Water farming is a practice in Florida where farmers are paid to keep stormwater on their properties and receive water from other areas to store on their properties. This practice is also known as Dispersed Water Management by the South Florida Water Management District, and as Water Farcing by critics.

==History==
In 2005, the South Florida Water Management District created a new program for water farming called the "Dispersed Water Management Program" with eight farmers. The program uses shallow-water storage on existing lands to hold water.

==Lobbying==
In 2014, Alico dispatched lobbyists to the Florida legislature to try to get funding for the project. When asked about this effort, Alico spokeswoman Sarah Bascom is reported to have said that Alico was just helping a state agency in need by lobbying for the SFWMD who was not permitted by law to lobby.
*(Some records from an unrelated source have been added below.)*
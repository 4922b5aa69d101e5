//! Shared helpers for upload pipeline integration tests

use std::sync::Arc;
use std::time::Duration;

use tavola_catalog::MemoryCatalog;
use tavola_storage::MemoryStorage;
use tavola_upload::{RetryPolicy, UploadService};

pub const BASE_URL: &str = "http://localhost:54321";

/// Millisecond-scale retry policy so retry-path tests stay fast.
pub fn fast_retry() -> RetryPolicy {
    RetryPolicy {
        max_retries: 3,
        base_delay: Duration::from_millis(1),
        max_delay: Duration::from_millis(4),
        backoff_multiplier: 2.0,
    }
}

/// Build a pipeline over in-memory backends, returning the backends for
/// scripting failures and inspecting state.
pub fn setup_pipeline() -> (UploadService, Arc<MemoryStorage>, Arc<MemoryCatalog>) {
    let _ = tracing_subscriber::fmt()
        .with_env_filter(
            tracing_subscriber::EnvFilter::try_from_default_env()
                .unwrap_or_else(|_| tracing_subscriber::EnvFilter::new("warn")),
        )
        .with_test_writer()
        .try_init();

    let storage = Arc::new(MemoryStorage::new(BASE_URL));
    let catalog = Arc::new(MemoryCatalog::new());
    let service = UploadService::new(storage.clone(), catalog.clone())
        .with_retry_policy(fast_retry());
    (service, storage, catalog)
}

/// Fake PNG payload of the requested size.
pub fn png_bytes(size: usize) -> Vec<u8> {
    let mut data = vec![0u8; size];
    if size >= 8 {
        data[..8].copy_from_slice(&[0x89, b'P', b'N', b'G', 0x0D, 0x0A, 0x1A, 0x0A]);
    }
    data
}
//! Storage abstraction trait
//!
//! This module defines the ObjectStorage trait that all storage backends
//! must implement, and the storage-layer error type.

use async_trait::async_trait;
use bytes::Bytes;
use tavola_core::{classify, ClassifiedError, ErrorSource};
use thiserror::Error;

/// Storage operation errors
#[derive(Debug, Error)]
pub enum StorageError {
    #[error("Write failed: {0}")]
    WriteFailed(String),

    #[error("Delete failed: {0}")]
    DeleteFailed(String),

    #[error("List failed: {0}")]
    ListFailed(String),

    #[error("Object not found: {0}")]
    NotFound(String),

    #[error("Permission denied: {0}")]
    PermissionDenied(String),

    #[error("Invalid object path: {0}")]
    InvalidPath(String),

    #[error("Request timed out: {0}")]
    Timeout(String),

    #[error("Storage backend returned {status}: {message}")]
    Http { status: u16, message: String },

    #[error("Configuration error: {0}")]
    ConfigError(String),
}

/// Result type for storage operations
pub type StorageResult<T> = Result<T, StorageError>;

impl StorageError {
    fn status(&self) -> Option<u16> {
        match self {
            StorageError::Http { status, .. } => Some(*status),
            StorageError::NotFound(_) => Some(404),
            StorageError::PermissionDenied(_) => Some(403),
            _ => None,
        }
    }

    /// Classify this failure for the pipeline. Timeouts route through the
    /// network bucket; everything else is storage-sourced.
    pub fn to_classified(&self) -> ClassifiedError {
        let source = match self {
            StorageError::Timeout(_) => ErrorSource::Unknown,
            _ => ErrorSource::Storage {
                status: self.status(),
            },
        };
        classify(source, &self.to_string())
    }
}

/// Validate an object path before it reaches a backend. Paths are generated
/// centrally, so anything with traversal sequences or a leading slash is a
/// caller bug.
pub fn validate_path(path: &str) -> StorageResult<()> {
    if path.is_empty() || path.contains("..") || path.starts_with('/') {
        return Err(StorageError::InvalidPath(path.to_string()));
    }
    Ok(())
}

/// Object-storage gateway
///
/// All storage backends (Supabase, in-memory) implement this trait. The
/// orchestrator works against it without coupling to a backend.
#[async_trait]
pub trait ObjectStorage: Send + Sync {
    /// Write an object. Overwrite semantics: writing the same path twice is
    /// allowed, which makes a retried write after a transient failure safe.
    async fn put(
        &self,
        bucket: &str,
        path: &str,
        data: Bytes,
        content_type: &str,
    ) -> StorageResult<()>;

    /// Delete an object. Call sites using this for cleanup treat failures
    /// as best-effort and log them.
    async fn remove(&self, bucket: &str, path: &str) -> StorageResult<()>;

    /// List object paths under a prefix.
    async fn list(&self, bucket: &str, prefix: &str) -> StorageResult<Vec<String>>;

    /// Check whether a bucket exists. Callers treat a failing check
    /// optimistically: the subsequent write will fail clearly on its own if
    /// the bucket is truly absent.
    async fn bucket_exists(&self, bucket: &str) -> StorageResult<bool>;

    /// Derive the stable public URL for an object. Pure; fails only when
    /// bucket or path is empty.
    fn public_url(&self, bucket: &str, path: &str) -> StorageResult<String>;
}

#[cfg(test)]
mod tests {
    use super::*;
    use tavola_core::ErrorKind;

    #[test]
    fn not_found_classifies_fatal_storage() {
        let err = StorageError::NotFound("gallery/x.png".to_string()).to_classified();
        assert_eq!(err.kind, ErrorKind::Storage);
        assert!(!err.retryable);
    }

    #[test]
    fn permission_classifies_fatal_storage() {
        let err = StorageError::PermissionDenied("bucket gallery".to_string()).to_classified();
        assert_eq!(err.kind, ErrorKind::Storage);
        assert!(!err.retryable);
    }

    #[test]
    fn write_failure_classifies_retryable_storage() {
        let err = StorageError::WriteFailed("backend hiccup".to_string()).to_classified();
        assert_eq!(err.kind, ErrorKind::Storage);
        assert!(err.retryable);
    }

    #[test]
    fn timeout_classifies_retryable_network() {
        let err = StorageError::Timeout("put gallery/x.png".to_string()).to_classified();
        assert_eq!(err.kind, ErrorKind::Network);
        assert!(err.retryable);
    }

    #[test]
    fn validate_path_rejects_traversal() {
        assert!(validate_path("photos/../secret").is_err());
        assert!(validate_path("/absolute").is_err());
        assert!(validate_path("").is_err());
        assert!(validate_path("photos/dish.png").is_ok());
    }
}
Prior to this effort, funding was provided by the South Florida Water Management District. Though $31.8 million was appropriated for the project in the 2015 legislative session, Gov. Rick Scott vetoed the funding. The largest contract entered into by the South Florida Water Management District -- for 11 years and $122 million -- went to Alico, which would use approximately 35,192 acres of ranchland for water farming. The return on the investment for Florida taxpayers for $122 million invested is about a 1.5-inch reduction in the Lake Okeechobee water level.

==Controversy==
Much controversy surrounds the use of water farms due to their cost and hard to quantify benefit. A state audit found that the cost of a water farm on public land would be approximately $25 per million gallons, while the cost using privately owned land can be as high as $418 per million gallons. As such, the audit makes clear that the programs costs tens of millions of dollars more than it should.

===Contract Termination===
Another concern about the contracts by the South Florida Water Management District with the water farmers is the District is paying for capital improvements to the land owned by the water farmers, but the water farmers can terminate the contract at will. This could make the investment by the District a very poor one if the water farmers decide to plant as solutions to citrus greening emerge.